Loin de mes a priori, cette adaptation par un Friedkin encore tout jeune ne reposait pas sur une oeuvre ayant simplement trouvé un filon facile grâce au thème de la possession et de l'exorcisme. Le livre de William Peter Blatty (qui garde un œil sur son bébé en tant que producteur), qu'on dit proche de cette version ciné, proposait bien plus que de la terreur au rabais, qu'un sentiment d'horreur vite consommé et vite oublié. D'ailleurs, les effets spéciaux à la quarantaine bien tapée accusent le coup, et le film ne propose plus aujourd'hui de réels moments de peur, du moins d'une peur immédiatement viscérale.
Pourtant, il continue de trôner fièrement au sommet de son genre, parce que c'est un film très intelligent, construit de manière à venir questionner de façon persistante le rapport à la peur de la société contemporaine. Le long mouvement qui voit la science montrer son impuissance et céder petit à petit la main à la religion dans l'espoir de sauver la fillette fait merveilleusement écho aux manques primitifs qui torturent les personnages. Son père, pour Regan, sa Foi, pour le père Karras, qui lui aussi perd petit à petit sa mère comme s'il était impossible de maintenir une vraie filiation dans un monde en progressif délitement.
Le Mal (ou sa possibilité) est lui omniprésent, dès l'ouverture en Iraq, où Friedkin le cherche dans les regards, la vieillesse des personnages croisés à chaque tournant, comme si quelque chose aspirait leur vitalité aux humains. Tout au long, il en sera ainsi ; les signes se multiplient, quand pourtant, les personnages s'attachent longtemps à un rationalisme que le spectateur voit démenti à chaque image ou presque. Bien longtemps avant que les personnages ne se résignent à admettre que toute médecine est inefficace, il ne fait aucun doute aux yeux d'un public comme pris à témoin que l'histoire est belle et bien surnaturelle. Voir les personnages demeurer si aveugles, ou plutôt indécis, fait l'effet perturbant d'une humanité qui croyait avoir laissé la possibilité d'un Mal absolu loin derrière alors qu'il est revenu juste dans son dos, prêt à porter le coup fatal.
La narration, lente juste ce qu'il faut, concrétise cette difficile mais inévitable volte-face vers nos origines et les peurs qui les terrorisaient. La mise en scène, réaliste au possible, rend le tout complètement tangible, sans oublier de se napper d'un profondeur véritable.
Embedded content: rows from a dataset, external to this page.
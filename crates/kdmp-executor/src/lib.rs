//! Worker-side half of KDMP
//!
//! Runs inside the jobs the transfer drivers launch: resolves the data to
//! move, drives restic, kopia or rsync, and writes progress back to the
//! job's VolumeBackup.

pub mod cli;
pub mod credentials;
pub mod error;
pub mod kopia;
pub mod process;
pub mod progress;
pub mod repository;
pub mod restic;
pub mod rsync;
pub mod source;
pub mod status;

use std::sync::Arc;

use kube::Client;
use tracing::info;

use cli::{Cli, Command, KopiaCommand, ResticCommand};
use status::{KubeStatusSink, StatusSink};

pub use error::ExecutorError;

/// Status sink for the VolumeBackup named on the command line
async fn volume_backup_sink(
    namespace: &str,
    name: &str,
) -> Result<Arc<dyn StatusSink>, ExecutorError> {
    let client = Client::try_default().await?;
    Ok(Arc::new(KubeStatusSink::new(client, namespace, name)))
}

/// Execute one parsed command line
pub async fn run(cli: Cli) -> Result<(), ExecutorError> {
    match cli.command {
        Command::Restic { op } => match op {
            ResticCommand::Backup(args) => {
                let sink = volume_backup_sink(&args.repo.namespace, &args.volume_backup_name).await?;
                let status = restic::backup(&args, sink).await?;
                info!(snapshot = %status.snapshot_id, bytes = status.total_bytes, "backup completed");
            }
            ResticCommand::Restore(args) => {
                let sink = volume_backup_sink(&args.repo.namespace, &args.volume_backup_name).await?;
                restic::restore(&args, sink).await?;
                info!(snapshot = %args.snapshot_id, "restore completed");
            }
        },
        Command::Kopia { op } => match op {
            KopiaCommand::Backup(args) => {
                let sink = volume_backup_sink(&args.repo.namespace, &args.volume_backup_name).await?;
                let status = kopia::backup(&args, sink).await?;
                info!(snapshot = %status.snapshot_id, bytes = status.total_bytes, "backup completed");
            }
            KopiaCommand::Restore(args) => {
                let sink = volume_backup_sink(&args.repo.namespace, &args.volume_backup_name).await?;
                kopia::restore(&args, sink).await?;
                info!(snapshot = %args.snapshot_id, "restore completed");
            }
            KopiaCommand::Delete(args) => kopia::delete(&args).await?,
            KopiaCommand::Maintenance(args) => kopia::maintenance(&args).await?,
        },
        Command::Rsync(args) => rsync::run(&args).await?,
    }
    Ok(())
}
Et surtout, à ma grande surprise (mais voir L'Exorciste comparé à tant d'autres films d'horreurs postérieurs sur la base d'une simple échelle de peur m'avait sans doute embrouillé, me faisant oublier que le genre était bien moins formaté à l'époque) l'épilogue n'élimine aucun mystère, n'allège aucune pesanteur. Pénétrant et bien construit, L'Exorciste a bien vieilli sur le fond, même si le temps lui a enlevé sa capacité à faire peur de la façon la plus immédiate (mais aussi vulgaire) qui soit. Toujours une référence.